//! Note repository facade.
//!
//! # Responsibility
//! - Single entry point for presentation code: mutate notes, observe the
//!   full list.
//! - Forward every mutation to the store's background writer.
//!
//! # Invariants
//! - No business rules beyond argument shaping and forwarding.
//! - Mutations are fire-and-forget; their effect is observed through
//!   `all_notes` / `subscribe_all_notes`.

use crate::model::note::{Note, NoteDraft, NoteId};
use crate::store::{NoteStore, NotesWatch, StoreResult, Subscription};
use std::sync::Arc;

/// Facade over a shared `NoteStore`.
#[derive(Debug, Clone)]
pub struct NoteRepository {
    store: Arc<NoteStore>,
}

impl NoteRepository {
    pub fn new(store: Arc<NoteStore>) -> Self {
        Self { store }
    }

    pub fn store(&self) -> &Arc<NoteStore> {
        &self.store
    }

    /// Queues a new note; the id is assigned by storage.
    pub fn insert(
        &self,
        title: impl Into<String>,
        description: impl Into<String>,
        priority: i32,
    ) -> StoreResult<()> {
        self.store.insert(NoteDraft::new(title, description, priority))
    }

    /// Queues full replacement of note `id`.
    pub fn update(
        &self,
        id: NoteId,
        title: impl Into<String>,
        description: impl Into<String>,
        priority: i32,
    ) -> StoreResult<()> {
        self.store.update(Note::new(id, title, description, priority))
    }

    pub fn delete(&self, id: NoteId) -> StoreResult<()> {
        self.store.delete(id)
    }

    pub fn delete_all(&self) -> StoreResult<()> {
        self.store.delete_all()
    }

    /// Live note list as an async stream.
    pub fn all_notes(&self) -> NotesWatch {
        self.store.all_notes()
    }

    /// Registers `callback` for the current list and every later change.
    pub fn subscribe_all_notes<F>(&self, callback: F) -> Subscription
    where
        F: FnMut(&[Note]) + Send + 'static,
    {
        self.store.subscribe(callback)
    }

    /// See `NoteStore::flush`.
    pub fn flush(&self) -> StoreResult<()> {
        self.store.flush()
    }

    /// See `NoteStore::flush_async`.
    pub async fn flush_async(&self) -> StoreResult<()> {
        self.store.flush_async().await
    }
}
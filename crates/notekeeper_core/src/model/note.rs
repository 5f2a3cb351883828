//! Note domain model.
//!
//! # Responsibility
//! - Define the persisted `Note` record and its id-less `NoteDraft` input.
//! - Own the fixed first-run seed set.
//!
//! # Invariants
//! - `id` is assigned by storage on insert and never changes afterwards.
//! - `priority` carries no range constraint at this layer.
//! - Title and description are stored verbatim; no validation happens here.

use serde::{Deserialize, Serialize};

/// Storage-assigned note identifier (`notes.id`).
pub type NoteId = i64;

/// Number of notes inserted on first store creation.
pub const SEED_NOTE_COUNT: usize = 3;

/// A persisted note.
#[derive(Debug, Clone, PartialEq, Eq, Serialize, Deserialize)]
pub struct Note {
    /// Monotonic storage id. Never reused within one store lifetime.
    pub id: NoteId,
    pub title: String,
    pub description: String,
    pub priority: i32,
}

impl Note {
    /// Builds the full replacement record used by update flows.
    pub fn new(
        id: NoteId,
        title: impl Into<String>,
        description: impl Into<String>,
        priority: i32,
    ) -> Self {
        Self {
            id,
            title: title.into(),
            description: description.into(),
            priority,
        }
    }

    /// Returns the draft view of this note, dropping its id.
    pub fn to_draft(&self) -> NoteDraft {
        NoteDraft {
            title: self.title.clone(),
            description: self.description.clone(),
            priority: self.priority,
        }
    }
}

/// A note that has not been persisted yet.
#[derive(Debug, Clone, PartialEq, Eq, Serialize, Deserialize)]
pub struct NoteDraft {
    pub title: String,
    pub description: String,
    pub priority: i32,
}

impl NoteDraft {
    pub fn new(title: impl Into<String>, description: impl Into<String>, priority: i32) -> Self {
        Self {
            title: title.into(),
            description: description.into(),
            priority,
        }
    }

    /// Attaches a storage-assigned id.
    pub fn with_id(self, id: NoteId) -> Note {
        Note {
            id,
            title: self.title,
            description: self.description,
            priority: self.priority,
        }
    }
}

/// Returns the notes inserted when a store is created for the first time.
pub fn seed_notes() -> [NoteDraft; SEED_NOTE_COUNT] {
    [
        NoteDraft::new("Title 1", "Description 1", 1),
        NoteDraft::new("Title 2", "Description 2", 2),
        NoteDraft::new("Title 3", "Description 3", 3),
    ]
}

#[cfg(test)]
mod tests {
    use super::{seed_notes, Note, NoteDraft};

    #[test]
    fn seed_set_is_fixed_and_ordered_by_priority() {
        let seeds = seed_notes();
        let titles: Vec<&str> = seeds.iter().map(|seed| seed.title.as_str()).collect();
        assert_eq!(titles, vec!["Title 1", "Title 2", "Title 3"]);
        assert_eq!(seeds[1].description, "Description 2");
        assert_eq!(seeds[2].priority, 3);
    }

    #[test]
    fn draft_with_id_keeps_fields() {
        let note = NoteDraft::new("Milk", "Buy milk", 2).with_id(7);
        assert_eq!(note, Note::new(7, "Milk", "Buy milk", 2));
        assert_eq!(note.to_draft(), NoteDraft::new("Milk", "Buy milk", 2));
    }

    #[test]
    fn note_serializes_with_plain_field_names() {
        let note = Note::new(1, "Title 1", "Description 1", -4);
        let value = serde_json::to_value(&note).expect("note should serialize");
        assert_eq!(value["id"], 1);
        assert_eq!(value["title"], "Title 1");
        assert_eq!(value["priority"], -4);
    }
}
//! Single background writer that owns the SQLite connection.
//!
//! # Responsibility
//! - Seed a newly created store before any other work.
//! - Apply queued writes in submission order.
//! - Re-query and publish the full note list after every successful write.
//!
//! # Invariants
//! - Only this thread touches the connection after `NoteStore::open`.
//! - A failed write is logged and counted; the loop keeps running.
//! - Writes still queued when the store shuts down are applied before exit.

use crate::model::note::{seed_notes, Note, NoteDraft, NoteId};
use crate::repo::note_repo::{NoteDao, RepoResult, SqliteNoteDao};
use crate::store::feed::NotesFeed;
use log::{error, info, warn};
use rusqlite::Connection;
use std::sync::atomic::{AtomicU64, Ordering};
use std::sync::Arc;
use std::thread::{self, JoinHandle};
use std::time::Instant;
use tokio::sync::{mpsc, oneshot};

pub(crate) const WRITER_THREAD_NAME: &str = "notekeeper-writer";

/// One mutating unit of work.
#[derive(Debug, Clone, PartialEq, Eq)]
pub(crate) enum WriteOp {
    Insert(NoteDraft),
    Update(Note),
    Delete(NoteId),
    DeleteAll,
}

impl WriteOp {
    fn name(&self) -> &'static str {
        match self {
            Self::Insert(_) => "insert",
            Self::Update(_) => "update",
            Self::Delete(_) => "delete",
            Self::DeleteAll => "delete_all",
        }
    }
}

pub(crate) enum Command {
    Write(WriteOp),
    /// Answered once every earlier command has been applied and published.
    Flush(oneshot::Sender<()>),
}

/// Counters exposed for diagnostics.
#[derive(Debug, Default)]
pub(crate) struct WriteStats {
    applied: AtomicU64,
    failed: AtomicU64,
}

impl WriteStats {
    pub(crate) fn applied(&self) -> u64 {
        self.applied.load(Ordering::Relaxed)
    }

    pub(crate) fn failed(&self) -> u64 {
        self.failed.load(Ordering::Relaxed)
    }
}

pub(crate) struct Writer {
    conn: Connection,
    seed_pending: bool,
    feed: Arc<NotesFeed>,
    stats: Arc<WriteStats>,
}

impl Writer {
    pub(crate) fn new(
        conn: Connection,
        seed_pending: bool,
        feed: Arc<NotesFeed>,
        stats: Arc<WriteStats>,
    ) -> Self {
        Self {
            conn,
            seed_pending,
            feed,
            stats,
        }
    }

    pub(crate) fn spawn(
        self,
        commands: mpsc::UnboundedReceiver<Command>,
    ) -> std::io::Result<JoinHandle<()>> {
        thread::Builder::new()
            .name(WRITER_THREAD_NAME.to_string())
            .spawn(move || self.run(commands))
    }

    fn run(mut self, mut commands: mpsc::UnboundedReceiver<Command>) {
        info!(
            "event=writer_start module=store status=ok seed_pending={}",
            self.seed_pending
        );
        if self.seed_pending {
            self.seed();
        }
        self.publish();

        while let Some(command) = commands.blocking_recv() {
            match command {
                Command::Write(op) => {
                    if self.apply(op) {
                        self.publish();
                    }
                }
                Command::Flush(reply) => {
                    let _ = reply.send(());
                }
            }
        }

        info!(
            "event=writer_stop module=store status=ok applied={} failed={}",
            self.stats.applied(),
            self.stats.failed()
        );
    }

    fn seed(&mut self) {
        let started_at = Instant::now();
        let drafts = seed_notes();
        match SqliteNoteDao::new(&mut self.conn).seed_notes(&drafts) {
            Ok(ids) => {
                info!(
                    "event=store_seed module=store status=ok rows={} duration_ms={}",
                    ids.len(),
                    started_at.elapsed().as_millis()
                );
            }
            Err(err) => {
                self.stats.failed.fetch_add(1, Ordering::Relaxed);
                error!(
                    "event=store_seed module=store status=error duration_ms={} error_code={} error={}",
                    started_at.elapsed().as_millis(),
                    err.code(),
                    err
                );
            }
        }
    }

    fn apply(&mut self, op: WriteOp) -> bool {
        let started_at = Instant::now();
        let name = op.name();
        let mut dao = SqliteNoteDao::new(&mut self.conn);
        let result: RepoResult<String> = match &op {
            WriteOp::Insert(draft) => dao.insert_note(draft).map(|id| format!("note_id={id}")),
            WriteOp::Update(note) => dao
                .update_note(note)
                .map(|()| format!("note_id={}", note.id)),
            WriteOp::Delete(id) => dao.delete_note(*id).map(|()| format!("note_id={id}")),
            WriteOp::DeleteAll => dao.delete_all_notes().map(|rows| format!("rows={rows}")),
        };

        match result {
            Ok(detail) => {
                self.stats.applied.fetch_add(1, Ordering::Relaxed);
                info!(
                    "event=note_write module=store status=ok op={} {} duration_ms={}",
                    name,
                    detail,
                    started_at.elapsed().as_millis()
                );
                true
            }
            Err(err) => {
                self.stats.failed.fetch_add(1, Ordering::Relaxed);
                warn!(
                    "event=note_write module=store status=error op={} duration_ms={} error_code={} error={}",
                    name,
                    started_at.elapsed().as_millis(),
                    err.code(),
                    err
                );
                false
            }
        }
    }

    fn publish(&mut self) {
        match SqliteNoteDao::new(&mut self.conn).list_notes() {
            Ok(notes) => {
                let count = notes.len();
                self.feed.publish(notes);
                info!(
                    "event=notes_publish module=store status=ok count={} observers={}",
                    count,
                    self.feed.observer_count()
                );
            }
            Err(err) => error!(
                "event=notes_publish module=store status=error error_code={} error={}",
                err.code(),
                err
            ),
        }
    }
}
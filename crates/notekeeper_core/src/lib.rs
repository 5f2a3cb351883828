//! Core note storage for notekeeper.
//! Durable notes, a single background writer, and live note-list updates.

pub mod config;
pub mod db;
pub mod logging;
pub mod model;
pub mod repo;
pub mod service;
pub mod store;

pub use config::{LogConfig, StoreConfig, StoreLocation};
pub use db::{DbError, SchemaState};
pub use logging::{default_log_level, init_logging, logging_status, LoggingError};
pub use model::note::{seed_notes, Note, NoteDraft, NoteId};
pub use repo::note_repo::{NoteDao, RepoError, RepoResult, SqliteNoteDao};
pub use service::note_service::NoteRepository;
pub use store::{
    NoteList, NoteStore, NotesWatch, StoreCell, StoreError, StoreResult, Subscription,
};

/// Returns the core crate version.
pub fn core_version() -> &'static str {
    env!("CARGO_PKG_VERSION")
}
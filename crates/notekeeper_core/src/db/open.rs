//! Connection bootstrap utilities for SQLite.
//!
//! # Responsibility
//! - Open file or in-memory SQLite connections.
//! - Configure connection pragmas required by the store.
//! - Prepare the schema before returning a usable connection.
//!
//! # Invariants
//! - Returned connections have the schema at `latest_version()`.
//! - Every open reports whether the store was created, opened or recreated.

use super::migrations::{prepare_schema, SchemaState};
use super::DbResult;
use crate::config::{StoreConfig, StoreLocation};
use log::{error, info};
use rusqlite::Connection;
use std::path::Path;
use std::time::{Duration, Instant};

/// A ready connection plus the schema state observed while opening it.
#[derive(Debug)]
pub struct OpenedDb {
    pub conn: Connection,
    pub state: SchemaState,
}

/// Opens (creating if needed) a database file with destructive fallback.
pub fn open_db(path: impl AsRef<Path>) -> DbResult<OpenedDb> {
    open_with(&StoreConfig::file(path.as_ref()))
}

/// Opens a private in-memory database. Always reports `SchemaState::Created`.
pub fn open_db_in_memory() -> DbResult<OpenedDb> {
    open_with(&StoreConfig::in_memory())
}

/// Opens the database described by `config`.
///
/// # Side effects
/// - Creates the database file when it does not exist.
/// - May drop and recreate the schema (see `prepare_schema`).
/// - Emits `db_open` logging events with duration and status.
pub fn open_with(config: &StoreConfig) -> DbResult<OpenedDb> {
    let started_at = Instant::now();
    let mode = match config.location {
        StoreLocation::File(_) => "file",
        StoreLocation::Memory => "memory",
    };
    info!("event=db_open module=db status=start mode={mode}");

    let opened = match &config.location {
        StoreLocation::File(path) => Connection::open(path),
        StoreLocation::Memory => Connection::open_in_memory(),
    };
    let mut conn = match opened {
        Ok(conn) => conn,
        Err(err) => {
            error!(
                "event=db_open module=db status=error mode={} duration_ms={} error_code=db_open_failed error={}",
                mode,
                started_at.elapsed().as_millis(),
                err
            );
            return Err(err.into());
        }
    };

    match bootstrap_connection(&mut conn, config.destructive_fallback) {
        Ok(state) => {
            info!(
                "event=db_open module=db status=ok mode={} state={} duration_ms={}",
                mode,
                state.as_str(),
                started_at.elapsed().as_millis()
            );
            Ok(OpenedDb { conn, state })
        }
        Err(err) => {
            error!(
                "event=db_open module=db status=error mode={} duration_ms={} error_code=db_bootstrap_failed error={}",
                mode,
                started_at.elapsed().as_millis(),
                err
            );
            Err(err)
        }
    }
}

fn bootstrap_connection(conn: &mut Connection, destructive_fallback: bool) -> DbResult<SchemaState> {
    conn.busy_timeout(Duration::from_secs(5))?;
    prepare_schema(conn, destructive_fallback)
}
impl AudioEngine {
    /// Open both devices on their own threads and start rendering.
    ///
    /// Fails if either device cannot be opened; anything already started is
    /// stopped before returning.
    pub async fn start(devices: Arc<dyn AudioDevices>, settings: &AudioSettings) -> Result<Self> {
        let running = Arc::new(AtomicBool::new(true));
        let quantum = settings.quantum_frames.max(1);
        let (frame_tx, frame_rx) = mpsc::channel(settings.channel_capacity.max(1));
        let (playback_tx, playback_rx) = playback_channel(settings.channel_capacity);
        // 两个线程各自最多上报一次
        let (fault_tx, fault_rx) = mpsc::channel(2);

        let mut engine = Self {
            running: running.clone(),
            capture_handle: None,
            playback_handle: None,
            mic_rate: 0,
            output_rate: 0,
            mic_frames: Some(frame_rx),
            faults: Some(fault_rx),
            playback_tx,
        };

        let (ready_tx, ready_rx) = oneshot::channel();
        let capture_handle = {
            let running = running.clone();
            let devices = devices.clone();
            let fault_tx = fault_tx.clone();
            thread::Builder::new()
                .name("audio-capture".into())
                .spawn(move || {
                    let device = match devices.open_input(quantum) {
                        Ok(device) => device,
                        Err(e) => {
                            let _ = ready_tx.send(Err(e));
                            return;
                        }
                    };
                    let _ = ready_tx.send(Ok(device.sample_rate()));
                    let processor = CaptureProcessor::new(frame_tx);
                    if let Err(e) = capture_loop(device, processor, quantum, &running) {
                        let _ = fault_tx.try_send(e);
                    }
                })
                .map_err(|e| Error::Device(e.into()))?
        };
        engine.capture_handle = Some(capture_handle);
        engine.mic_rate = match wait_ready(ready_rx, "capture").await {
            Ok(rate) => rate,
            Err(e) => {
                engine.shutdown().await;
                return Err(e);
            }
        };

        let (ready_tx, ready_rx) = oneshot::channel();
        let playback_handle = {
            let running = running.clone();
            let spawned = thread::Builder::new()
                .name("audio-playback".into())
                .spawn(move || {
                    let device = match devices.open_output(quantum) {
                        Ok(device) => device,
                        Err(e) => {
                            let _ = ready_tx.send(Err(e));
                            return;
                        }
                    };
                    let rate = device.sample_rate();
                    let _ = ready_tx.send(Ok(rate));
                    let processor = PlaybackProcessor::new(rate);
                    if let Err(e) = playback_loop(device, processor, playback_rx, quantum, &running) {
                        let _ = fault_tx.try_send(e);
                    }
                });
            match spawned {
                Ok(handle) => handle,
                Err(e) => {
                    engine.shutdown().await;
                    return Err(Error::Device(e.into()));
                }
            }
        };
        engine.playback_handle = Some(playback_handle);
        engine.output_rate = match wait_ready(ready_rx, "playback").await {
            Ok(rate) => rate,
            Err(e) => {
                engine.shutdown().await;
                return Err(e);
            }
        };

        log::info!(
            "AudioEngine started: mic: {}Hz, output: {}Hz, quantum: {} frames",
            engine.mic_rate,
            engine.output_rate,
            quantum,
        );
        Ok(engine)
    }

    pub fn mic_rate(&self) -> u32 {
        self.mic_rate
    }

    pub fn output_rate(&self) -> u32 {
        self.output_rate
    }

    /// The captured-frame stream. Can be taken once.
    pub fn take_mic_frames(&mut self) -> Option<mpsc::Receiver<Vec<f32>>> {
        self.mic_frames.take()
    }

    /// Unrecoverable device errors, one per failed thread. Can be taken once.
    pub fn take_faults(&mut self) -> Option<mpsc::Receiver<anyhow::Error>> {
        self.faults.take()
    }

    pub fn playback_sender(&self) -> PlaybackSender {
        self.playback_tx.clone()
    }

    pub fn is_running(&self) -> bool {
        self.running.load(Ordering::SeqCst)
    }

    /// Signal threads to stop and wait for them to finish. Idempotent.
    ///
    /// Blocks for up to one device period; from async code use `shutdown`.
    pub fn stop(&mut self) {
        join_all(self.signal_stop());
    }

    /// `stop` with the joins moved onto the blocking pool.
    pub async fn shutdown(mut self) {
        let handles = self.signal_stop();
        if handles.is_empty() {
            return;
        }
        if let Err(e) = tokio::task::spawn_blocking(move || join_all(handles)).await {
            log::warn!("Audio thread join failed: {}", e);
        }
    }

    fn signal_stop(&mut self) -> Vec<JoinHandle<()>> {
        self.running.store(false, Ordering::SeqCst);
        self.mic_frames.take();
        self.capture_handle
            .take()
            .into_iter()
            .chain(self.playback_handle.take())
            .collect()
    }
}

################

- _Task statement_
Looking at the listing above, count every line in which the string "load" appears, and give only that count.

- _Answer space_
3